April 20, 2007|Bob Ryan, Globe Columnist

The Yankees are here. I wish I could get more excited.

Well, that's not completely correct. I am excited, but perhaps not the same way most Red Sox fans are.

I'm excited because to me it's primarily about the baseball. It doesn't matter to me that the Yankees haven't won the World Series since 2000. They still represent baseball excellence. The Yankees are the Yankees are the Yankees. In terms of batting order (one through eight), no one's better. No one. Robinson Cano hit .342 last season and slugged .525. That's sick. And Red Sox fans reference Bill Mueller. Please.

So that's why I'm jacked. I want to see what Messrs. Schilling, Beckett, and Matsuzaka do against a Yankee lineup that leads all of baseball in runs and the American League in on-base percentage as they eagerly await the return from the disabled list of Hideki Matsui to make the lineup even more formidable.

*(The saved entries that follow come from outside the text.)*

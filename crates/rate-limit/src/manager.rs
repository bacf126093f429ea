//! Rate limit manager implementation.

use config::{RateLimitConfig, RateLimitQuota, StorageConfig, StorageFailurePolicy};

use crate::decision::RateLimitDecision;
use crate::error::RateLimitError;
use crate::identity::ClientIdentifier;
use crate::limiter::FixedWindowLimiter;
use crate::storage::{CounterStore, InMemoryStorage, RedisStorage, StorageError};

/// Storage backend for rate limiting, selected by configuration.
pub enum Storage {
    /// Counters local to this process.
    Memory(InMemoryStorage),
    /// Counters shared through Redis.
    Redis(RedisStorage),
}

impl Storage {
    /// Builds the configured backend. Redis storage verifies the server is reachable.
    pub async fn from_config(config: &StorageConfig) -> Result<Self, StorageError> {
        match config {
            StorageConfig::Memory => Ok(Storage::Memory(InMemoryStorage::new())),
            StorageConfig::Redis(redis_config) => {
                let redis_storage = RedisStorage::new(redis_config).await?;
                Ok(Storage::Redis(redis_storage))
            }
        }
    }
}

impl CounterStore for Storage {
    async fn increment(&self, key: &str) -> Result<u64, StorageError> {
        match self {
            Storage::Memory(storage) => storage.increment(key).await,
            Storage::Redis(storage) => storage.increment(key).await,
        }
    }

    async fn expire(&self, key: &str, seconds: u64) -> Result<(), StorageError> {
        match self {
            Storage::Memory(storage) => storage.expire(key, seconds).await,
            Storage::Redis(storage) => storage.expire(key, seconds).await,
        }
    }

    async fn increment_with_expiry(&self, key: &str, seconds: u64) -> Result<u64, StorageError> {
        match self {
            Storage::Memory(storage) => storage.increment_with_expiry(key, seconds).await,
            Storage::Redis(storage) => storage.increment_with_expiry(key, seconds).await,
        }
    }
}

/// Builds the limiter from the server configuration and carries the policy callers apply
/// when the store fails.
pub struct RateLimitManager {
    limiter: FixedWindowLimiter<Storage>,
    failure_policy: StorageFailurePolicy,
}

impl RateLimitManager {
    /// Create a new rate limit manager with configured storage backend.
    pub async fn new(config: &RateLimitConfig) -> Result<Self, RateLimitError> {
        let storage = Storage::from_config(&config.storage).await?;

        log::debug!(
            "Rate limiting {} requests per {}s with {} storage",
            config.limit,
            config.quota().window_secs(),
            match storage {
                Storage::Memory(_) => "memory",
                Storage::Redis(_) => "redis",
            }
        );

        Ok(Self::with_storage(storage, config.quota(), config.on_storage_error))
    }

    /// Create a manager around an existing storage backend.
    pub fn with_storage(storage: Storage, quota: RateLimitQuota, failure_policy: StorageFailurePolicy) -> Self {
        Self {
            limiter: FixedWindowLimiter::new(storage, quota),
            failure_policy,
        }
    }

    /// Counts a request for `identifier` and decides whether it is admitted.
    pub async fn evaluate(&self, identifier: &ClientIdentifier) -> Result<RateLimitDecision, RateLimitError> {
        self.limiter.evaluate(identifier).await
    }

    /// What callers should do with a request when [`Self::evaluate`] fails.
    pub fn failure_policy(&self) -> StorageFailurePolicy {
        self.failure_policy
    }

    /// The enforced quota.
    pub fn quota(&self) -> RateLimitQuota {
        self.limiter.quota()
    }
}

The problem is that we baseball fans will have to endure the sophomoric overuse of many naughty words as we enjoy our baseball.

Historically speaking, it is a great rivalry. Is it the best North American sport has to offer? Our parochial conceit leads people in these parts to say "yes," but is it on a par with our great college rivalries, or the Cubs and Cardinals or even Calgary and Edmonton? Maybe, maybe not. I do know that I've enjoyed other local rivalries more.

You know why? It's because like so many other things in modern sport, it has lost its purity. Remember that great scene in "Diner" when the old guy tells Shrevie that on his television the Ponderosa looked "fake "? That's the way I feel about the state of the Yankees-Red Sox rivalry, at least at this end of I-95.

It's the times. No longer can things just be. Everything is over the top. Fans are whipped up by talk shows and chat rooms to the point where there is no more gray in the Crayola box. I acknowledge the print media doesn't help, either. Does Joe Cronin taking on Jake Powell in 1938 really have any connection with A-Rod stepping in against Schill tonight? It's a great story, and it was the true start of the rivalry (the rivalry having zero resonance when The Babe was a Yankee since the Red Sox were perpetually horrible), but that's the end of it.

A rivalry is really good when it's from the inside out, not when it's from the outside in. Celtics-Lakers was a great rivalry when Bird was trying to outdo Magic and the entire Celtics team disliked Kareem and when Kevin McHale gave the entire state of California reason to hate him by decking Kurt Rambis. Yankees- Red Sox was a great rivalry when Billy Martin, Thurman Munson, Mickey Rivers, and Graig Nettles were on one side and Carlton Fisk, Bill Lee, Luis Tiant, and Rick Burleson were on the other.